■ **EXERCISE AIM**
Below are some records. Return exactly the lines from the one with "pub trait Detector" to the one with "impl<T: Actuators + ?Sized> Actuators for &mut", and nothing else.

■ **SUPPLIED MATERIAL**
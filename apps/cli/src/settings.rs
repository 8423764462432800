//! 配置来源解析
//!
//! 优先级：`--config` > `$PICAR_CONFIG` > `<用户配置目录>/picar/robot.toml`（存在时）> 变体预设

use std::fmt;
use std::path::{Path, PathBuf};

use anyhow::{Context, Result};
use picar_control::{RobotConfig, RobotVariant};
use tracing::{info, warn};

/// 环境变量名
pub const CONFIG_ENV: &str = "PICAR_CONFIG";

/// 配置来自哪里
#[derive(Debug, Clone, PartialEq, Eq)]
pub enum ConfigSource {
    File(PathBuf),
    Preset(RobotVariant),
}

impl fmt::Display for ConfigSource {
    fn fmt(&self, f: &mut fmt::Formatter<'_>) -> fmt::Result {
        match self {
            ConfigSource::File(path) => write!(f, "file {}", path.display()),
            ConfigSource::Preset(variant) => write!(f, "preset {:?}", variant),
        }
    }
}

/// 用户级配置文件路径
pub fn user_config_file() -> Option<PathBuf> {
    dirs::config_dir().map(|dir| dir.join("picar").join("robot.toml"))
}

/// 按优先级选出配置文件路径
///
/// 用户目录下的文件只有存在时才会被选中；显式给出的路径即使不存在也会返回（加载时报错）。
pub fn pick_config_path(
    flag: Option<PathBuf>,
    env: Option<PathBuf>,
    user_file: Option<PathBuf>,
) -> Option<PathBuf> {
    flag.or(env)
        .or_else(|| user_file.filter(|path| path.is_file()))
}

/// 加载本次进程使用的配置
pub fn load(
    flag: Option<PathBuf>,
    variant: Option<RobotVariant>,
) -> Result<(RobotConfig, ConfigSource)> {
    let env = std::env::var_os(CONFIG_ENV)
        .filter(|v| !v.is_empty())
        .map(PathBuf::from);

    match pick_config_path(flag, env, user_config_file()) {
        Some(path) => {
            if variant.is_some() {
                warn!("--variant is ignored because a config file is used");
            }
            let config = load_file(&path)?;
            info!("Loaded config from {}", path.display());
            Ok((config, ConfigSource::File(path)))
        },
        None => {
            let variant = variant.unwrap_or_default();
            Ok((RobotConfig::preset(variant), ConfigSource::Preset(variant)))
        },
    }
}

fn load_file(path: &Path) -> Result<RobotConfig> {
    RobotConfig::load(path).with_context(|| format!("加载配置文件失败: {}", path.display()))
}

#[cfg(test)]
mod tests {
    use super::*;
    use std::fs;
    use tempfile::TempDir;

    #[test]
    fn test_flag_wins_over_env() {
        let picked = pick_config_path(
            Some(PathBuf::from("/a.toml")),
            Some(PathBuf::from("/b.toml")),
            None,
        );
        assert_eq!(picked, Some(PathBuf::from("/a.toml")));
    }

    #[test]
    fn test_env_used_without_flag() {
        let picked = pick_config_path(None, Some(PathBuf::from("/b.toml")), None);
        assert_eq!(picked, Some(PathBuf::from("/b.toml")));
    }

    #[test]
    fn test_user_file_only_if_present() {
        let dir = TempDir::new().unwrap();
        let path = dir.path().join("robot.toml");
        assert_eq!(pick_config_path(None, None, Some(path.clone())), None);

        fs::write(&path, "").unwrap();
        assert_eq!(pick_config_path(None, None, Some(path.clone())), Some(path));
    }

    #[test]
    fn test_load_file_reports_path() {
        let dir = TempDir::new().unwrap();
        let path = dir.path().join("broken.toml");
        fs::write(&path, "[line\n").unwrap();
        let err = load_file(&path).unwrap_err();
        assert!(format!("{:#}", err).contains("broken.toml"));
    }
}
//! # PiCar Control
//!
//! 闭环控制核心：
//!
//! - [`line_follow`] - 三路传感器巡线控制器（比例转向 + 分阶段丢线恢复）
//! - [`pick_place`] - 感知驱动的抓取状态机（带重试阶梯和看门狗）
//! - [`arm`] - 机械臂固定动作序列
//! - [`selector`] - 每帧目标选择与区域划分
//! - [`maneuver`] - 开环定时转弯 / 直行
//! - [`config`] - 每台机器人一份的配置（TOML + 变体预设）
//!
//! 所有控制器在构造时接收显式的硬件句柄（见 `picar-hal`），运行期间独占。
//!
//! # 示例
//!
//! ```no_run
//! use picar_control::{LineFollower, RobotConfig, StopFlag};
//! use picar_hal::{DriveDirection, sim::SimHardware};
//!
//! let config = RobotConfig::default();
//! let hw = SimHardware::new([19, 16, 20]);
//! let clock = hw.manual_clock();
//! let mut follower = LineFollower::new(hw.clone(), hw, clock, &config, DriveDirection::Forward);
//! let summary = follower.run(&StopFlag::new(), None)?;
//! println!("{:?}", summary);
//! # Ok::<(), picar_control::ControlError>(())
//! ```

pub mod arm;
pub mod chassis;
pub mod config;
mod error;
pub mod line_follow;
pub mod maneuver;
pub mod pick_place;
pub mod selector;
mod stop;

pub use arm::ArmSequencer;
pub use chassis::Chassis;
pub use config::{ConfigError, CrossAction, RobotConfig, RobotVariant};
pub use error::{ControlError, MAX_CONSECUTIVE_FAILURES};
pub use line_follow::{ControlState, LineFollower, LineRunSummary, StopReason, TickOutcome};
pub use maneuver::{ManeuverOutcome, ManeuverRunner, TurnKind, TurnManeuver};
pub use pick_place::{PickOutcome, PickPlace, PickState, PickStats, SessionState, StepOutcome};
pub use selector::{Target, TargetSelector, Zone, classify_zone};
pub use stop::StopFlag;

---

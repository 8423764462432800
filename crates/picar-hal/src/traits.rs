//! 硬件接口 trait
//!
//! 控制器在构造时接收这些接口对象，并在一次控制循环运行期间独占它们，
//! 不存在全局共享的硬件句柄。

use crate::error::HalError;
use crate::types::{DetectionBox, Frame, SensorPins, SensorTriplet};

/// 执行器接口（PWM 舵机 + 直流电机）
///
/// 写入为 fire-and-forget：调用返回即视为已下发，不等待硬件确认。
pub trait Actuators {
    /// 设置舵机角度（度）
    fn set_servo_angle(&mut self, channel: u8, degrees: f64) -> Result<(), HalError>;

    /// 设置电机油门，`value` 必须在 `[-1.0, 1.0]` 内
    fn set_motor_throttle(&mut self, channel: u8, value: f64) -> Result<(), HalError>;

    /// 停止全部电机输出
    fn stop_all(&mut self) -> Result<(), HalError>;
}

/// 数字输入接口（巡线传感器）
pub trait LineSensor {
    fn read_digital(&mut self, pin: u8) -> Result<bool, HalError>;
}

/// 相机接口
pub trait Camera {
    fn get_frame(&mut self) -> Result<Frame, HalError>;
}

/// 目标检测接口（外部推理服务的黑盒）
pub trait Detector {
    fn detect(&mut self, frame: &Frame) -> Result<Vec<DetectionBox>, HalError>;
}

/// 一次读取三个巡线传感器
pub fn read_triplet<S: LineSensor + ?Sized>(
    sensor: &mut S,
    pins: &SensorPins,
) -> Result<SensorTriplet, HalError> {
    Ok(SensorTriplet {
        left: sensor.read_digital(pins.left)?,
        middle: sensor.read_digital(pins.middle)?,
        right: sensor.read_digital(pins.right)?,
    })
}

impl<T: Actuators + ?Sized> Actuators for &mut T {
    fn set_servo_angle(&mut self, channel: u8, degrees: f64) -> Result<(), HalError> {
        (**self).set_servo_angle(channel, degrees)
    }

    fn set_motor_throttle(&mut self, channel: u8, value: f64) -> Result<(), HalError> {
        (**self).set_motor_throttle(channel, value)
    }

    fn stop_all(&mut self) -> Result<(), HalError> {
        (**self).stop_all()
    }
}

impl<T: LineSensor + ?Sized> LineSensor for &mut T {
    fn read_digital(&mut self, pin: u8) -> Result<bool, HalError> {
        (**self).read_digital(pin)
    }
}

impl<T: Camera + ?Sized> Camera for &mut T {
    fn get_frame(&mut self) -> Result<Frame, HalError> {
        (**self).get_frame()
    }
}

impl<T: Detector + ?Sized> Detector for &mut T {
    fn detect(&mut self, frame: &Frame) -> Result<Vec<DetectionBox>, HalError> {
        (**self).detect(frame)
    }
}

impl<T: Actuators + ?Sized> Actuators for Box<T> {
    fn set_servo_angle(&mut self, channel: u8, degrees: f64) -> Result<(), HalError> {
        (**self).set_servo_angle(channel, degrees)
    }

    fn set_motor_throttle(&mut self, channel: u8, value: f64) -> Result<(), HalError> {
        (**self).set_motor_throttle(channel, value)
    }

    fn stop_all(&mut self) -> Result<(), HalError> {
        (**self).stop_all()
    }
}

■ **EXERCISE RESULT**
pub trait Detector {
    fn detect(&mut self, frame: &Frame) -> Result<Vec<DetectionBox>, HalError>;
}

/// 一次读取三个巡线传感器
pub fn read_triplet<S: LineSensor + ?Sized>(
    sensor: &mut S,
    pins: &SensorPins,
) -> Result<SensorTriplet, HalError> {
    Ok(SensorTriplet {
        left: sensor.read_digital(pins.left)?,
        middle: sensor.read_digital(pins.middle)?,
        right: sensor.read_digital(pins.right)?,
    })
}

impl<T: Actuators + ?Sized> Actuators for &mut T {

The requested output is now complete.